Assistant Professor Sao Paulo State University Jaboticabal, Sao Paulo, Brazil
Marcos Oliveira (Sao Paulo State University)| André Camargo (Sao Paulo State University)| Geovana Garcia (Sao Paulo State University)| Murilo Othonicar (Sao Paulo State University)| Sina Saari (Tampere University)| Ailton Martins (Sao Paulo State University)| Marina Chioda (Sao Paulo State University)| Howard Jacobs (Tampere University)| Eric Dufour (Tampere University)

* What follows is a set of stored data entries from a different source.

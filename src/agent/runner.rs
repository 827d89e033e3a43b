//! Agent runner with the bounded tool-calling loop.

use super::state::{ConversationState, Phase, ToolCallRecord};
use crate::config::{Prompts, Settings};
use crate::error::Result;
use crate::llm::{ChatModel, CompletionRequest, ContentBlock, Message, ModelParams, Role, ToolChoice};
use crate::tools::{Source, ToolOutput, ToolRegistry};
use std::sync::Arc;
use tracing::{debug, info, instrument, warn};

/// Default ceiling on tool-execution rounds per query.
pub const DEFAULT_MAX_ROUNDS: usize = 2;

/// Answers questions with a chat model, running retrieval tools on request.
pub struct Agent {
    model: Arc<dyn ChatModel>,
    params: ModelParams,
    system_prompt: String,
}

impl Agent {
    /// Create an agent with the default system prompt.
    pub fn new(model: Arc<dyn ChatModel>, params: ModelParams) -> Self {
        Self {
            model,
            params,
            system_prompt: Prompts::default().generator.system,
        }
    }

    /// Create an agent from loaded settings and prompts.
    pub fn from_settings(model: Arc<dyn ChatModel>, settings: &Settings, prompts: &Prompts) -> Self {
        Self::new(model, settings.model_params()).with_system_prompt(&prompts.generator.system)
    }

    /// Set a custom system prompt.
    pub fn with_system_prompt(mut self, prompt: &str) -> Self {
        self.system_prompt = prompt.to_string();
        self
    }

    /// Answer `query`, letting the model use the registry's tools for at most
    /// `max_rounds` rounds.
    ///
    /// At most `max_rounds + 1` model calls are made. Tool failures are fed
    /// back to the model as results; model call failures are returned.
    #[instrument(skip_all, fields(query = %query, max_rounds = max_rounds))]
    pub async fn generate(
        &self,
        query: &str,
        history: Option<&str>,
        registry: Option<&ToolRegistry>,
        max_rounds: usize,
    ) -> Result<AgentResponse> {
        let system_prompt = match history {
            Some(history) if !history.is_empty() => {
                format!("{}\n\nPrevious conversation:\n{}", self.system_prompt, history)
            }
            _ => self.system_prompt.clone(),
        };

        let mut state =
            ConversationState::new(query, system_prompt, self.params.clone(), registry, max_rounds);
        let mut phase = Phase::Thinking;

        loop {
            phase = match phase {
                Phase::Thinking => {
                    if state.check_termination() {
                        Phase::Terminated
                    } else {
                        self.think(&mut state).await?;
                        Phase::Deciding
                    }
                }
                Phase::Deciding => state.decide(),
                Phase::ToolExecuting => {
                    execute_tools(&mut state).await;
                    Phase::Thinking
                }
                Phase::Terminated => break,
            };
        }

        debug!(
            "Finished after {} model call(s), {} round(s): {}",
            state.model_calls,
            state.round_number,
            state.termination_reason.as_deref().unwrap_or("terminated")
        );

        Ok(AgentResponse {
            answer: state.final_answer(),
            sources: state.sources,
            tool_calls: state.tool_calls,
            rounds: state.round_number,
            model_calls: state.model_calls,
            termination_reason: state.termination_reason,
        })
    }

    /// Call the model, offering tools only while rounds remain.
    async fn think(&self, state: &mut ConversationState<'_>) -> Result<()> {
        let (tools, tool_choice) = if state.tools_allowed() {
            (state.tools.clone(), Some(ToolChoice::Auto))
        } else {
            (None, None)
        };

        debug!(
            "Model call {} (round {}, tools offered: {})",
            state.model_calls + 1,
            state.round_number,
            tools.is_some()
        );

        let request = CompletionRequest {
            system: state.system_prompt.clone(),
            messages: state.messages.clone(),
            params: state.params.clone(),
            tools,
            tool_choice,
        };

        let response = self.model.complete(&request).await?;
        state.model_calls += 1;
        state.last_response = Some(response);
        Ok(())
    }
}

/// Run every tool-use block of the last response, in order, and append the
/// assistant request and the batched results to the conversation.
async fn execute_tools(state: &mut ConversationState<'_>) {
    let Some(response) = state.last_response.as_ref().filter(|r| r.is_tool_use()) else {
        return;
    };
    let content = response.content.clone();

    state.messages.push(Message {
        role: Role::Assistant,
        content: content.clone(),
    });

    // Results of a request made after tools were withheld never reach the
    // model, so they must not become the answer's citations.
    let cite_sources = state.round_number < state.max_rounds;

    let mut results = Vec::new();
    for block in content {
        let ContentBlock::ToolUse { id, name, input } = block else {
            continue;
        };

        let outcome = match state.registry {
            Some(registry) => registry.dispatch(&name, &input).await,
            None => Ok(ToolOutput::text(format!("Tool '{}' not found", name))),
        };

        let result = match outcome {
            Ok(output) => {
                if let Some(sources) = output.sources.filter(|_| cite_sources) {
                    state.sources = sources;
                }
                output.content
            }
            Err(e) => {
                warn!("Tool '{}' failed: {}", name, e);
                format!("Error executing tool: {}", e)
            }
        };

        info!("Tool '{}' returned {} bytes", name, result.len());

        results.push(ContentBlock::ToolResult {
            tool_use_id: id.clone(),
            content: result.clone(),
        });
        state.tool_calls.push(ToolCallRecord {
            id,
            name,
            input,
            result,
            round: state.round_number,
        });
    }

    if !results.is_empty() {
        state.messages.push(Message {
            role: Role::User,
            content: results,
        });
    }

    state.round_number += 1;
}

/// Response from an agent run.
#[derive(Debug, Clone)]
pub struct AgentResponse {
    /// The final answer text (empty if the model produced none).
    pub answer: String,
    /// Sources recorded by the most recent tool execution that set any.
    pub sources: Vec<Source>,
    /// Record of all tool calls made during execution.
    pub tool_calls: Vec<ToolCallRecord>,
    /// Tool-execution rounds that ran.
    pub rounds: usize,
    /// Number of model calls made.
    pub model_calls: usize,
    /// Why the loop stopped.
    pub termination_reason: Option<String>,
}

The expression of the mitochondrial alternative oxidase AOX from Ciona intestinalis (Tunicata: Ascidiacea) has provided clear beneficial effects in a variety of mammalian and insect mitochondrial disease models. Because of its non-proton pumping terminal oxidase activity, AOX can bypass the cytochrome c segment of the respiratory chain (complexes III and IV), and alleviate the possible overload of electrons that occurs upon oxidative phosphorylation dysfunction, not contributing, though, to the proton-motive force needed for mitochondrial ATP synthesis. Significant detrimental outcomes have also been reported upon AOX expression, raising concerns regarding its putative deployment as a therapy enzyme for human diseases. In Drosophila, AOX expression is developmentally advantageous at low temperatures when the flies are cultured on a standard, rich diet, but it dramatically compromises adult eclosion when the flies are cultured on a low-nutrient diet (LN), at 25ºC or above. Here, we applied transcriptomics and metabolomics analyses to show that the interaction between LN and AOX expression causes a general alteration of larval amino acid metabolism, leading to an almost 40% decrease in biomass at the pre-metamorphosis stage. This reduced nutrient storage impairs development at the late pupa stage with a clear signature for starvation and an overall downregulation of mitochondrial metabolism. Interestingly, lactate dehydrogenase, lactate and 2-hydroxyglutarate are elevated in AOX-expressing flies, irrespective of diet. We have also identified that the addition of very low levels of ethanol to LN is sufficient to rescue the lethal phenotype imposed to the flies by the LN-AOX interaction. We are currently exploring how alcohol dehydrogenase and other enzymes in the ethanol catabolic pathway participate in this rescue phenomenon. Nevertheless, our data points to important roles for two key redox-regulating enzymes, lactate dehydrogenase and alcohol dehydrogenase, in adjusting the physiological changes induced by AOX function in larvae. As diet is one of the most important external factors that influence metabolism, our work provides important insights into how AOX expression could be safely accomplished, with minimal impact for higher animals.